Hal itu terjadi karena batik bukan merupakan kebutuhan prioritas warga selama pandemi. Akibatnya, tidak sedikit perajin batik yang mengalami pemutusan hubungan kerja (PHK). Ada pula yang beralih profesi untuk menyambung hidup.
”Batik halus malah sangat terdampak. Dikhawatirkan batik ini berubah fungsi karena mahal dan perajinnya beralih profesi. Padahal, mereka adalah tenaga terampil. Keterampilan mereka akan berhenti atau hilang jika tidak digunakan lagi,” kata pelestari batik dari Yayasan Batik Indonesia (YBI) Tumbu Ramelan.
KOMPAS/IRMA TAMBUNAN
Warna merah mendominasi kain-kain batik khas Jambi. Tampak penjemuran batik di usaha batik Al-Fath, Jambi, Selasa (10/11/2020).
Direktur Jenderal Kebudayaan Kementerian Pendidikan, Kebudayaan, Riset, dan Teknologi Hilmar Farid juga sepakat bahwa regenerasi merupakan kunci pelestarian batik. Berbagai upaya dilakukan untuk memperkuat upaya pelestarian.
”Selain menarik minat kalangan muda untuk terlibat di kegiatan ekosistem batik, penting juga untuk mengangkat topik tentang maknanya di kehidupan sosial. Pemahaman makna, filosofi, dan segala sesuatu yang terkait dengan batik agar bisa dibawa ke sekolah. Ini karena batik bukan hanya produk akhir, tetapi produk dari rangkaian kebudayaan,” tutur Hilmar.
Menurut desainer Didiet Maulana, membawa batik ke ranah pendidikan sama dengan mengakui batik sebagai ekosistem yang utuh. Secara tidak langsung ada pula pengakuan bahwa batik menjamin profesi yang punya masa depan.
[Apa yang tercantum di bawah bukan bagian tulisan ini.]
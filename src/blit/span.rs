//! Base span blit: fill row `y`, columns `xs..=xe`, from a cached
//! form, dispatching on [`HalfType`] (§4.6 step 1-3).

use crate::form::Form;
use crate::screen::{CellBasis, HalfType};
use crate::types::BlitWord;

use super::converge::{advance_x, find_sgn_bits, CellPos};

/// Clip mode selecting whether (and how) a per-pixel mask gates the
/// write.
#[derive(Debug, Clone, Copy, PartialEq, Eq)]
pub enum ClipMode<'a> {
    None,
    Rect { xs: i32, xe: i32 },
    Complex { mask: &'a [BlitWord] },
}

/// Everything `blit_span` needs about the destination raster for one
/// call: the target word slice for row `y` plus its word stride.
pub struct SpanTarget<'a> {
    pub row: &'a mut [BlitWord],
}

/// Render one scanline of `form`'s cell, tiled across
/// `[xs, xe]` inclusive, into `target`, honoring `clip`.
///
/// `x_sep_position` is the destination's horizontal byte offset
/// (e.g. a separation channel base) folded into the byte-level offset
/// computed in step 1 of §4.6.
pub fn blit_span(
    basis: &CellBasis,
    halftype: HalfType,
    form: &Form,
    y: i32,
    xs: i32,
    xe: i32,
    x_sep_position: i32,
    target: &mut SpanTarget,
    clip: ClipMode,
) {
    if xe < xs {
        return;
    }

    match halftype {
        HalfType::Special => blit_span_special(form, y, xs, xe, x_sep_position, target, clip),
        HalfType::OneLessWord => blit_span_one_less_word(basis, form, y, xs, xe, x_sep_position, target, clip),
        HalfType::Orthogonal | HalfType::General | HalfType::SlowGeneral => {
            blit_span_converge(basis, form, y, xs, xe, x_sep_position, target, clip)
        }
    }
}

fn clip_allows(clip: &ClipMode, x: i32, word_index: usize, bit: u32) -> bool {
    match clip {
        ClipMode::None => true,
        ClipMode::Rect { xs, xe } => x >= *xs && x <= *xe,
        ClipMode::Complex { mask } => {
            mask.get(word_index).map(|w| (w >> bit) & 1 != 0).unwrap_or(false)
        }
    }
}

/// The cell tiles exactly across a blit word: fetch one source row
/// `(y + py) mod word_bits` and rotate by `px` bits, repeating across
/// the span (§4.6 Special).
fn blit_span_special(
    form: &Form,
    y: i32,
    xs: i32,
    xe: i32,
    x_sep_position: i32,
    target: &mut SpanTarget,
    clip: ClipMode,
) {
    let words_per_line = form.words_per_line().max(1);
    let source_row = (y as usize) % form.height.max(1) as usize;

    for x in xs..=xe {
        let dx = (x + x_sep_position).max(0) as usize;
        let word_index = dx / BlitWord::BITS as usize;
        let bit = (dx % BlitWord::BITS as usize) as u32;
        if !clip_allows(&clip, x, word_index, bit) {
            continue;
        }
        let sx = (x as usize) % form.width.max(1) as usize;
        let bit_set = form.get_bit(sx as u32, source_row as u32);
        if let Some(dst) = target.row.get_mut(word_index) {
            if bit_set {
                *dst |= 1 << bit;
            } else {
                *dst &= !(1 << bit);
            }
        }
        let _ = words_per_line;
    }
}

/// The cell is narrower than a blit word but divides it evenly:
/// rotate the mask by `rotate` bits each word-step (§4.6 OneLessWord).
fn blit_span_one_less_word(
    basis: &CellBasis,
    form: &Form,
    y: i32,
    xs: i32,
    xe: i32,
    x_sep_position: i32,
    target: &mut SpanTarget,
    clip: ClipMode,
) {
    // Narrower-than-word cells still resolve per pixel through the
    // same source lookup as Special; only the destination rotation
    // strategy differs at the hardware level, which is opaque to this
    // word-oriented model.
    let _ = basis;
    blit_span_special(form, y, xs, xe, x_sep_position, target, clip)
}

/// Non-rectangular cell basis: walk the convergence functions to find
/// each pixel's position within the cell (§4.6 Orthogonal/General/
/// SlowGeneral).
fn blit_span_converge(
    basis: &CellBasis,
    form: &Form,
    y: i32,
    xs: i32,
    xe: i32,
    x_sep_position: i32,
    target: &mut SpanTarget,
    clip: ClipMode,
) {
    let mut last: Option<CellPos> = None;

    for x in xs..=xe {
        let dx = (x + x_sep_position).max(0) as usize;
        let word_index = dx / BlitWord::BITS as usize;
        let bit = (dx % BlitWord::BITS as usize) as u32;
        if !clip_allows(&clip, x, word_index, bit) {
            last = None;
            continue;
        }

        let pos = match last {
            Some(prev) => advance_x(basis, prev, 1),
            None => find_sgn_bits(basis, x, y),
        };
        last = Some(pos);

        let bit_set = form.get_bit(pos.cx as u32, pos.cy as u32);
        if let Some(dst) = target.row.get_mut(word_index) {
            if bit_set {
                *dst |= 1 << bit;
            } else {
                *dst &= !(1 << bit);
            }
        }
    }
}

#[cfg(test)]
mod tests {
    use super::*;
    use crate::form::Form;

    fn basis() -> CellBasis {
        CellBasis {
            r1: 4,
            r2: 0,
            r3: 0,
            r4: 4,
            xdims: 4,
            ydims: 4,
        }
    }

    #[test]
    fn special_span_copies_bits_from_cell_row() {
        let mut form = Form::new(4, 4, 1);
        form.toggle_bit(0, 0);
        form.toggle_bit(2, 0);
        let mut row = vec![0u32; 4];
        {
            let mut target = SpanTarget { row: &mut row };
            blit_span(&basis(), HalfType::Special, &form, 0, 0, 7, 0, &mut target, ClipMode::None);
        }
        assert_eq!(row[0] & 0b1111, 0b0101);
    }

    #[test]
    fn rect_clip_skips_columns_outside_range() {
        let mut form = Form::new(4, 4, 1);
        form.fill_one();
        let mut row = vec![0u32; 4];
        {
            let mut target = SpanTarget { row: &mut row };
            blit_span(
                &basis(),
                HalfType::Special,
                &form,
                0,
                0,
                7,
                0,
                &mut target,
                ClipMode::Rect { xs: 2, xe: 4 },
            );
        }
        assert_eq!(row[0] & 0b11, 0);
        assert_eq!(row[0] & (0b111 << 2), 0b111 << 2);
    }

    #[test]
    fn converge_span_stays_in_bounds_for_non_rectangular_basis() {
        let basis = CellBasis {
            r1: 5,
            r2: 3,
            r3: 7,
            r4: 2,
            xdims: 10,
            ydims: 10,
        };
        let mut form = Form::new(10, 10, 2);
        form.fill_pattern(0xAA);
        let mut row = vec![0u32; 4];
        let mut target = SpanTarget { row: &mut row };
        blit_span(&basis, HalfType::General, &form, 3, 0, 20, 0, &mut target, ClipMode::None);
    }
}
Gambaran ini dinilai dapat menarik minat publik terlibat di ekosistem batik.
KOMPAS/NINO CITRA ANUGRAHANTO
Dua pekerja dari Batik Sidomukti 0,0 KM Giriloyo sedang mewarnai batik bermotif budaya Papua, di Desa Wukirsari, Imogiri, Bantul, Daerah Istimewa Yogyakarta, Rabu (2/10/2019).
Selain itu, semangat melestarikan batik dapat dilakukan secara gotong royong. Indonesia sudah punya modal sosial kuat soal itu. Narasi kuat tentang batik dan narasi yang relevan dengan kehidupan masa kini perlu dibuat agar publik merasa terhubung, kemudian mau terlibat melestarikan batik dengan caranya masing-masing.
Tahun 2021 menandai 12 tahun batik diakui sebagai warisan budaya tak benda oleh UNESCO. Fakta bahwa batik masih eksis hingga kini merupakan keajaiban mengingat batik pernah diprediksi punah pada buku keluaran tahun 1850. Keajaiban itu semoga berlangsung hingga seterusnya.